Question

In the given figure, ABCE is a parallelogram. P is the midpoint of AD and AD \[ \bot \] EC. If AD=20cm and EC=18cm, find the area of the given figure.

A.$300cm_{}^2$
B.$280cm_{}^2$
C.$270cm_{}^2$
D.$290cm_{}^2$

Answer 1

Hint: To do this type of question one should know about the area of triangle and area of parallelogram. You should know the properties of a midpoint. If an angle is given like right angle then the area for a right angle triangle can be changed i.e. $\left( {\dfrac{1}{2} \times B \times H} \right)$ where B= Base, H=height. So to initialize these types of questions, firstly write all the dimensions you are given with and then write down the figure you are given with and then write the formulae of the area of those figures.

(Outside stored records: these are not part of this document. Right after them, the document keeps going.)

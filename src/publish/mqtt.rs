// src/publish/mqtt.rs
use anyhow::{anyhow, Context, Result};
use async_trait::async_trait;
use rumqttc::{AsyncClient, Event, EventLoop, MqttOptions, Outgoing, Packet, QoS};
use std::time::Duration;
use tokio::sync::mpsc;
use tokio::task::JoinHandle;

use super::{BusSession, Publisher};
use crate::config::MqttConfig;

const KEEP_ALIVE: Duration = Duration::from_secs(60);
/// Snapshots with many incidents easily exceed rumqttc's 10 KiB default.
const MAX_PACKET_BYTES: usize = 256 * 1024;

#[derive(Clone)]
pub struct MqttPublisher {
    options: MqttOptions,
    timeout: Duration,
}

impl MqttPublisher {
    pub fn from_config(cfg: &MqttConfig) -> Self {
        let mut options = MqttOptions::new(cfg.client_id.clone(), cfg.host.clone(), cfg.port);
        options.set_keep_alive(KEEP_ALIVE);
        options.set_max_packet_size(MAX_PACKET_BYTES, MAX_PACKET_BYTES);
        if !cfg.username.is_empty() {
            options.set_credentials(cfg.username.clone(), cfg.password.clone());
        }
        Self {
            options,
            timeout: Duration::from_secs(10),
        }
    }

    pub fn with_timeout(mut self, secs: u64) -> Self {
        self.timeout = Duration::from_secs(secs);
        self
    }

    /// Override the keepalive interval (at least one second).
    pub fn with_keep_alive(mut self, secs: u64) -> Self {
        self.options.set_keep_alive(Duration::from_secs(secs.max(1)));
        self
    }
}

#[async_trait]
impl Publisher for MqttPublisher {
    async fn connect(&self) -> Result<Box<dyn BusSession>> {
        let (client, eventloop) = AsyncClient::new(self.options.clone(), 10);
        let (host, port) = self.options.broker_address();
        let (tx, events) = mpsc::unbounded_channel();

        let mut session = MqttSession {
            client,
            events,
            driver: spawn_driver(eventloop, tx),
            timeout: self.timeout,
        };
        session
            .wait_for(|ev| matches!(ev, Event::Incoming(Packet::ConnAck(_))))
            .await
            .with_context(|| format!("mqtt connect to {host}:{port}"))?;
        tracing::debug!(%host, port, "mqtt connected");

        Ok(Box::new(session))
    }
}

/// An open broker connection. The event loop runs in a task owned by the
/// session, so keepalive pings keep flowing while the caller scrapes.
pub struct MqttSession {
    client: AsyncClient,
    events: mpsc::UnboundedReceiver<Result<Event>>,
    driver: JoinHandle<()>,
    timeout: Duration,
}

impl MqttSession {
    /// Wait until `done` matches an event, the connection fails, or the
    /// session timeout elapses.
    async fn wait_for<F>(&mut self, done: F) -> Result<()>
    where
        F: Fn(&Event) -> bool + Send,
    {
        let limit = self.timeout;
        let events = &mut self.events;
        tokio::time::timeout(limit, async {
            while let Some(ev) = events.recv().await {
                if done(&ev?) {
                    return Ok::<(), anyhow::Error>(());
                }
            }
            Err(anyhow!("mqtt event loop stopped"))
        })
        .await
        .map_err(|_| anyhow!("timed out after {limit:?}"))?
    }
}

impl Drop for MqttSession {
    fn drop(&mut self) {
        self.driver.abort();
    }
}

#[async_trait]
impl BusSession for MqttSession {
    async fn publish(&mut self, topic: &str, payload: Vec<u8>) -> Result<()> {
        self.client
            .publish(topic, QoS::AtLeastOnce, true, payload)
            .await
            .context("mqtt publish request")?;
        self.wait_for(|ev| matches!(ev, Event::Incoming(Packet::PubAck(_))))
            .await
            .with_context(|| format!("mqtt publish to {topic}"))
    }

    async fn disconnect(&mut self) -> Result<()> {
        self.client
            .disconnect()
            .await
            .context("mqtt disconnect request")?;
        self.wait_for(|ev| matches!(ev, Event::Outgoing(Outgoing::Disconnect)))
            .await
            .context("mqtt disconnect")
    }
}

/// Poll the event loop until the connection fails or a disconnect goes out,
/// forwarding every event to the session. The first error ends the task.
fn spawn_driver(
    mut eventloop: EventLoop,
    tx: mpsc::UnboundedSender<Result<Event>>,
) -> JoinHandle<()> {
    tokio::spawn(async move {
        loop {
            match eventloop.poll().await {
                Ok(ev) => {
                    tracing::trace!(?ev, "mqtt event");
                    let last = matches!(ev, Event::Outgoing(Outgoing::Disconnect));
                    if tx.send(Ok(ev)).is_err() || last {
                        break;
                    }
                }
                Err(e) => {
                    let _ = tx.send(Err(anyhow!("mqtt connection: {e}")));
                    break;
                }
            }
        }
    })
}

#[cfg(test)]
mod tests {
    use super::*;

    #[tokio::test]
    async fn unreachable_broker_fails_fast() {
        // Nothing listens on the discard port.
        let cfg = MqttConfig {
            host: "127.0.0.1".into(),
            port: 9,
            username: String::new(),
            password: String::new(),
            client_id: "webcad-mqtt-test".into(),
            topic: "t".into(),
        };
        let publisher = MqttPublisher::from_config(&cfg).with_timeout(2);
        assert!(publisher.connect().await.is_err());
    }
}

Complete step-by-step solution:

Given, ABCE is a parallelogram
P is a mid point so $AP = PD$
AD is perpendicular to EC.
$AD = 20cm$and $EC = 18cm$
To find = Area of the whole given figure
As P is the mid point so
$AP = PD = \dfrac{1}{2} \times AD$
$AP = PD = \dfrac{1}{2} \times 20 = 10cm$ $\therefore AD = 20cm$
Area of parallelogram = The perpendicular height in parallelogram $ \times $ The base to which height is perpendicular
$
   = EC \times AP \\
   = 18cm \times 10cm = 180cm_{}^2 \\
 $
Area of triangle ECD $
   = \dfrac{1}{2} \times Base \times Height \\
   = \dfrac{1}{2} \times 18 \times 10 = 90cm_{}^2 \\
 $
Area of the whole figure = Area of triangle + Area of parallelogram
$
   = 180 + 90 \\
   = 270cm_{}^2 \\
 $
So the correct option is C i.e. $270cm_{}^2$
Note: In a right angle triangle the line which is directly seen opposite to ${90^ \circ }$ angle or right angle that is known as the hypotenuse of triangle and other two sides which are left is base and height according to the other two angles. One can make a mistake during the area of parallelogram. We have to take the perpendicular height from any one line of parallelogram then the base that we require in the area should be that to which we have taken the perpendicular height.